R/LearnerKerasDistill.R

#' @title Keras Feed Forward Neural Network for Knowledge Distillation
#'
#' @description
#' Internally, samples new observations from the task data using a nonparametric sampling
#' technique (here: Munge (c.f. Caruana et al., 2011 Model Compression).
#' Those observations are then labeled using the supplied `teacher`; a fitted `mlr3` learner.

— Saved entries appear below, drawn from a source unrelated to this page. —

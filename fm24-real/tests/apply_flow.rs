//! End-to-end runs of the check/apply/update flows against a fake install.

use fm24_real::cli::{self, AssumeYes, Context, Prompt};
use fm24_real::config::{BackupConfig, Config, InstallPath, LogConfig};
use fm24_real::fs::walker::walk_tree;
use fm24_real::locator::Locator;
use fm24_real::manifest::{PatternScan, DEFAULT_MANIFEST};
use std::fs;
use std::io;
use std::path::{Path, PathBuf};
use tempfile::TempDir;

struct Decline;

impl Prompt for Decline {
    fn confirm(&mut self, _question: &str) -> io::Result<bool> {
        Ok(false)
    }
}

struct Install {
    _root: TempDir,
    backups: TempDir,
    db: PathBuf,
    version_dir: PathBuf,
}

/// `<tmp>/Football Manager 2024/data/database/db/{2400,2430}` with every
/// licence file present in 2430.
fn fake_install() -> io::Result<Install> {
    let root = TempDir::new()?;
    let db = root.path().join("Football Manager 2024/data/database/db");
    fs::create_dir_all(db.join("2400"))?;
    let version_dir = db.join("2430");

    let files = [
        "lnc/all/clubs.lnc",
        "lnc/all/comps.lnc",
        "lnc/all/people/players.lnc",
        "lnc/greek/greek.lnc",
        "edt/permanent/fake.edt",
        "dbc/permanent/brazil_kits.dbc",
        "dbc/permanent/forbidden names.dbc",
        "dbc/permanent/license.dbc",
        "dbc/permanent/j league non player.dbc",
        "dbc/permanent/1_japan_removed_clubs.dbc",
        "dbc/permanent/japan_a.dbc",
        "dbc/permanent/japanese.txt",
        "dbc/permanent/other.dbc",
        "language/Licensing2.dbc",
        "language/Licensing2_chn.dbc",
    ];
    for file in files {
        let path = version_dir.join(file);
        fs::create_dir_all(path.parent().unwrap())?;
        fs::write(&path, file)?;
    }

    Ok(Install {
        _root: root,
        backups: TempDir::new()?,
        db,
        version_dir,
    })
}

fn config_for(install: &Install) -> Config {
    Config {
        install_paths: vec![
            InstallPath {
                name: "elsewhere".to_string(),
                path: PathBuf::from("/definitely/not/here"),
                platform: "linux".to_string(),
                description: String::new(),
            },
            InstallPath {
                name: "fake".to_string(),
                path: install.db.clone(),
                platform: "linux".to_string(),
                description: "Test install".to_string(),
            },
        ],
        backup: BackupConfig {
            enabled: true,
            directory: Some(install.backups.path().to_path_buf()),
        },
        log: LogConfig::default(),
    }
}

fn context<'a>(config: &'a Config, home: &Path) -> Context<'a> {
    Context {
        config,
        locator: Locator::new("linux", home),
        override_path: None,
        manifest: &DEFAULT_MANIFEST,
        scan: PatternScan::default(),
    }
}

#[test]
fn apply_backs_up_then_removes_everything() -> fm24_real::Result<()> {
    let install = fake_install()?;
    let config = config_for(&install);
    let ctx = context(&config, install.backups.path());
    let mut out = Vec::new();

    let before = cli::check(&ctx, &mut out)?;
    assert_eq!(before.present_count(), 12);

    let result = cli::apply(&ctx, &mut out, &mut AssumeYes)?.expect("confirmed run");

    // 10 manifest entries plus japan_a.dbc and japanese.txt
    assert_eq!(result.total(), 12);
    // 3 children of lnc/all, 1 of lnc/greek, 8 single files, 2 matches
    assert_eq!(result.deleted(), 14);
    assert_eq!(result.failed(), 0);
    assert_eq!(result.absent(), 0);
    assert_eq!(result.backup_failures(), 0);

    assert!(result.backup_dir.starts_with(install.backups.path()));
    assert_eq!(walk_tree(&result.backup_dir).files().count(), 14);
    assert_eq!(
        fs::read_to_string(result.backup_dir.join("lnc/all/people/players.lnc"))?,
        "lnc/all/people/players.lnc"
    );

    assert!(install.version_dir.join("lnc/all").is_dir());
    assert!(install.version_dir.join("dbc/permanent/other.dbc").exists());
    assert!(!install.version_dir.join("language/Licensing2.dbc").exists());

    let after = cli::check(&ctx, &mut out)?;
    assert!(after.is_applied());

    let text = String::from_utf8(out).expect("utf-8 output");
    assert!(text.contains("version 2430"));
    assert!(text.contains("Test install (fake)"));
    Ok(())
}

#[test]
fn update_on_clean_tree_deletes_nothing() -> fm24_real::Result<()> {
    let install = fake_install()?;
    let config = config_for(&install);
    let ctx = context(&config, install.backups.path());
    let mut out = Vec::new();

    cli::apply(&ctx, &mut out, &mut AssumeYes)?;
    let second = cli::update(&ctx, &mut out, &mut AssumeYes)?.expect("confirmed run");

    assert_eq!(second.deleted(), 0);
    assert_eq!(second.failed(), 0);
    assert_eq!(second.total(), DEFAULT_MANIFEST.len());
    Ok(())
}

#[test]
fn declined_apply_touches_nothing() -> fm24_real::Result<()> {
    let install = fake_install()?;
    let config = config_for(&install);
    let ctx = context(&config, install.backups.path());
    let mut out = Vec::new();

    assert!(cli::apply(&ctx, &mut out, &mut Decline)?.is_none());
    assert!(install.version_dir.join("lnc/all/clubs.lnc").exists());
    assert_eq!(fs::read_dir(install.backups.path())?.count(), 0);
    Ok(())
}

#[test]
fn apply_refuses_without_backups() -> io::Result<()> {
    let install = fake_install()?;
    let mut config = config_for(&install);
    config.backup.enabled = false;
    let ctx = context(&config, install.backups.path());

    let result = cli::apply(&ctx, &mut Vec::new(), &mut AssumeYes);
    assert!(matches!(result, Err(fm24_real::ToolError::BackupDisabled)));
    assert!(install.version_dir.join("edt/permanent/fake.edt").exists());
    Ok(())
}

#[test]
fn override_path_wins_over_config() -> fm24_real::Result<()> {
    let install = fake_install()?;
    let other = TempDir::new()?;
    fs::create_dir_all(other.path().join("9000"))?;

    let config = config_for(&install);
    let mut ctx = context(&config, install.backups.path());
    ctx.override_path = Some(other.path());

    let report = cli::check(&ctx, &mut Vec::new())?;
    assert!(report.is_applied());
    assert!(report.entries[0].path.starts_with(other.path().join("9000")));
    Ok(())
}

#' In addition to all hyperparameters from `kerasff`, this learner has the following
#' hyperparameters which allow for control over the distillation process:
#' * `n` :: number of artificial rows to sample
#' * `switch_prob` :: probability to switch out each entry with it's nearest neighbour
#' * `var` :: For numeric features, a new value is sampled from N(x_nn, |x -x_nn| / var)
#'   where x is a feature value, x_nn the nearest neighbour's corresponding feature value.
#' * `probabilities` :: Should probabilities be approximated instead of the response?
#'   (c.f. Hinton, 2015 Dark Knowledge)
#' * `alpha` :: Specifies a convex-combination of labels predicted by the learner (alpha = 0)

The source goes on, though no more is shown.